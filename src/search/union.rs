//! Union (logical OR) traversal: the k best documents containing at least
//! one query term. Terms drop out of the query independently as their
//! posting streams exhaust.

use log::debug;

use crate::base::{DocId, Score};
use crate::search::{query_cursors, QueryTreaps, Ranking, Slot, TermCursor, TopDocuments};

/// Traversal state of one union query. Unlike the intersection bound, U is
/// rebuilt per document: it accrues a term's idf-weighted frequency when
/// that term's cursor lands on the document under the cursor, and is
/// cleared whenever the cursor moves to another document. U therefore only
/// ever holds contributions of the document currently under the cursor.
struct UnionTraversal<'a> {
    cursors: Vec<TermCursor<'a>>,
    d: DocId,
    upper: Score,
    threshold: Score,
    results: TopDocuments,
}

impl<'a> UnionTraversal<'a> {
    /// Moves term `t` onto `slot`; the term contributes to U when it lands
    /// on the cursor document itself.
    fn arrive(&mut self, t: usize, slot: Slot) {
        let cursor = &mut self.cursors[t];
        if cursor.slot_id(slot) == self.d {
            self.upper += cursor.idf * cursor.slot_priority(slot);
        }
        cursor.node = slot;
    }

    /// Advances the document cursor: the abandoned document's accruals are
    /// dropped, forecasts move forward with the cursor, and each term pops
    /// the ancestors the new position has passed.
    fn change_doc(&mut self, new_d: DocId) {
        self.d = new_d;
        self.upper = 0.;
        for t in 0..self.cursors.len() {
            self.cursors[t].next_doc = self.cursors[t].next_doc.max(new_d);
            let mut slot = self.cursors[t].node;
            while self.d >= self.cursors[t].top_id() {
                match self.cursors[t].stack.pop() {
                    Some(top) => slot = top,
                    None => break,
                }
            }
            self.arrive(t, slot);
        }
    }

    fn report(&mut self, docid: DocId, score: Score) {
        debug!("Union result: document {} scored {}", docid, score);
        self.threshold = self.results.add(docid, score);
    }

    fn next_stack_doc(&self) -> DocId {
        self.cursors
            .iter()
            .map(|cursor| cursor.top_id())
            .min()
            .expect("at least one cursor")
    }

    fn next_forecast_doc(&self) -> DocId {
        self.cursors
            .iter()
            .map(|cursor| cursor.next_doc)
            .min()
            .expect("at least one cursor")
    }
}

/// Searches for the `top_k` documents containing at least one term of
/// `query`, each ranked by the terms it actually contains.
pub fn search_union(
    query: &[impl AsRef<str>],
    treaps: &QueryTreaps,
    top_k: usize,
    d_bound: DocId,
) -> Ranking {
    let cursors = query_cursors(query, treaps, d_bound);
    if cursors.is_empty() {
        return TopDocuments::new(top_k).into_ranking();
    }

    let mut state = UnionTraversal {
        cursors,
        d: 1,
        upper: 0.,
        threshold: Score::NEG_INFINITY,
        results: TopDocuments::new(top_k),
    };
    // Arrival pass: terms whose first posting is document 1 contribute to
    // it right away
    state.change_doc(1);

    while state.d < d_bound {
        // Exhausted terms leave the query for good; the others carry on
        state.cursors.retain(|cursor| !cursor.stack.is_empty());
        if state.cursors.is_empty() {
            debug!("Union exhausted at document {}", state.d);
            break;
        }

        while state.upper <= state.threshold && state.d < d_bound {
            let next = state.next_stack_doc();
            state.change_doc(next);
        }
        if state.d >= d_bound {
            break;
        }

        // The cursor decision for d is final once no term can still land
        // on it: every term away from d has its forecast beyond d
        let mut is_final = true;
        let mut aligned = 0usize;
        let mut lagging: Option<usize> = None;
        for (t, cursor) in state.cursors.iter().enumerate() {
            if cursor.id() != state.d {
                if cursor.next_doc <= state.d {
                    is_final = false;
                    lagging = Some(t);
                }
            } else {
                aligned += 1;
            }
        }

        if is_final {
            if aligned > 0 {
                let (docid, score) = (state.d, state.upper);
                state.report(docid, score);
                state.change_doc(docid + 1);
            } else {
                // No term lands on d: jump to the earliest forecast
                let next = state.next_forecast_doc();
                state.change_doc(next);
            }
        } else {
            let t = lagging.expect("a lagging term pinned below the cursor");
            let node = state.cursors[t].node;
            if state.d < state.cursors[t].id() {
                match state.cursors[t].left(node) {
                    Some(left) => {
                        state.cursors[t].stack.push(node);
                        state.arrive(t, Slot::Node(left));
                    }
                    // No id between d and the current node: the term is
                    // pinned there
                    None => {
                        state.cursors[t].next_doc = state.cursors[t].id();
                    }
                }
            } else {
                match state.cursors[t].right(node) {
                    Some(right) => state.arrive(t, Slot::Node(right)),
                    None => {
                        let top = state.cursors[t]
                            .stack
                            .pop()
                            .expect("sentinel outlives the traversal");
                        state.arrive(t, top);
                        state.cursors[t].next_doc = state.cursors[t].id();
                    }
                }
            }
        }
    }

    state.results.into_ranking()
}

.....

BRIEF >> Could you reproduce all of the entries exactly as they appear?

ANSWER TO THIS TASK >>
filename src/search/union.rs
//! Union (logical OR) traversal: the k best documents containing at least
//! one query term. Terms drop out of the query independently as their
//! posting streams exhaust.

use log::debug;

use crate::base::{DocId, Score};
use crate::search::{query_cursors, QueryTreaps, Ranking, Slot, TermCursor, TopDocuments};

/// Traversal state of one union query. Unlike the intersection bound, U is
/// rebuilt per document: it accrues a term's idf-weighted frequency when
/// that term's cursor lands on the document under the cursor, and is
/// cleared whenever the cursor moves to another document. U therefore only
/// ever holds contributions of the document currently under the cursor.
struct UnionTraversal<'a> {
    cursors: Vec<TermCursor<'a>>,
    d: DocId,
    upper: Score,
    threshold: Score,
    results: TopDocuments,
}

impl<'a> UnionTraversal<'a> {
    /// Moves term `t` onto `slot`; the term contributes to U when it lands
    /// on the cursor document itself.
    fn arrive(&mut self, t: usize, slot: Slot) {
        let cursor = &mut self.cursors[t];
        if cursor.slot_id(slot) == self.d {
            self.upper += cursor.idf * cursor.slot_priority(slot);
        }
        cursor.node = slot;
    }

    /// Advances the document cursor: the abandoned document's accruals are
    /// dropped, forecasts move forward with the cursor, and each term pops
    /// the ancestors the new position has passed.
    fn change_doc(&mut self, new_d: DocId) {
        self.d = new_d;
        self.upper = 0.;
        for t in 0..self.cursors.len() {
            self.cursors[t].next_doc = self.cursors[t].next_doc.max(new_d);
            let mut slot = self.cursors[t].node;
            while self.d >= self.cursors[t].top_id() {
                match self.cursors[t].stack.pop() {
                    Some(top) => slot = top,
                    None => break,
                }
            }
            self.arrive(t, slot);
        }
    }

    fn report(&mut self, docid: DocId, score: Score) {
        debug!("Union result: document {} scored {}", docid, score);
        self.threshold = self.results.add(docid, score);
    }

    fn next_stack_doc(&self) -> DocId {
        self.cursors
            .iter()
            .map(|cursor| cursor.top_id())
            .min()
            .expect("at least one cursor")
    }

    fn next_forecast_doc(&self) -> DocId {
        self.cursors
            .iter()
            .map(|cursor| cursor.next_doc)
            .min()
            .expect("at least one cursor")
    }
}

/// Searches for the `top_k` documents containing at least one term of
/// `query`, each ranked by the terms it actually contains.
pub fn search_union(
    query: &[impl AsRef<str>],
    treaps: &QueryTreaps,
    top_k: usize,
    d_bound: DocId,
) -> Ranking {
    let cursors = query_cursors(query, treaps, d_bound);
    if cursors.is_empty() {
        return TopDocuments::new(top_k).into_ranking();
    }

    let mut state = UnionTraversal {
        cursors,
        d: 1,
        upper: 0.,
        threshold: Score::NEG_INFINITY,
        results: TopDocuments::new(top_k),
    };
    // Arrival pass: terms whose first posting is document 1 contribute to
    // it right away
    state.change_doc(1);

    while state.d < d_bound {
        // Exhausted terms leave the query for good; the others carry on
        state.cursors.retain(|cursor| !cursor.stack.is_empty());
        if state.cursors.is_empty() {
            debug!("Union exhausted at document {}", state.d);
            break;
        }

        while state.upper <= state.threshold && state.d < d_bound {
            let next = state.next_stack_doc();
            state.change_doc(next);
        }
        if state.d >= d_bound {
            break;
        }

        // The cursor decision for d is final once no term can still land
        // on it: every term away from d has its forecast beyond d
        let mut is_final = true;
        let mut aligned = 0usize;
        let mut lagging: Option<usize> = None;
        for (t, cursor) in state.cursors.iter().enumerate() {
            if cursor.id() != state.d {
                if cursor.next_doc <= state.d {
                    is_final = false;
                    lagging = Some(t);
                }
            } else {
                aligned += 1;
            }
        }

        if is_final {
            if aligned > 0 {
                let (docid, score) = (state.d, state.upper);
                state.report(docid, score);
                state.change_doc(docid + 1);
            } else {
                // No term lands on d: jump to the earliest forecast
                let next = state.next_forecast_doc();
                state.change_doc(next);
            }
        } else {
            let t = lagging.expect("a lagging term pinned below the cursor");
            let node = state.cursors[t].node;
            if state.d < state.cursors[t].id() {
                match state.cursors[t].left(node) {
                    Some(left) => {
                        state.cursors[t].stack.push(node);
                        state.arrive(t, Slot::Node(left));
                    }
                    // No id between d and the current node: the term is
                    // pinned there
                    None => {
                        state.cursors[t].next_doc = state.cursors[t].id();
                    }
                }
            } else {
                match state.cursors[t].right(node) {
                    Some(right) => state.arrive(t, Slot::Node(right)),
                    None => {
                        let top = state.cursors[t]
                            .stack
                            .pop()
                            .expect("sentinel outlives the traversal");
                        state.arrive(t, top);
                        state.cursors[t].next_doc = state.cursors[t].id();
                    }
                }
            }
        }
    }

    state.results.into_ranking()
}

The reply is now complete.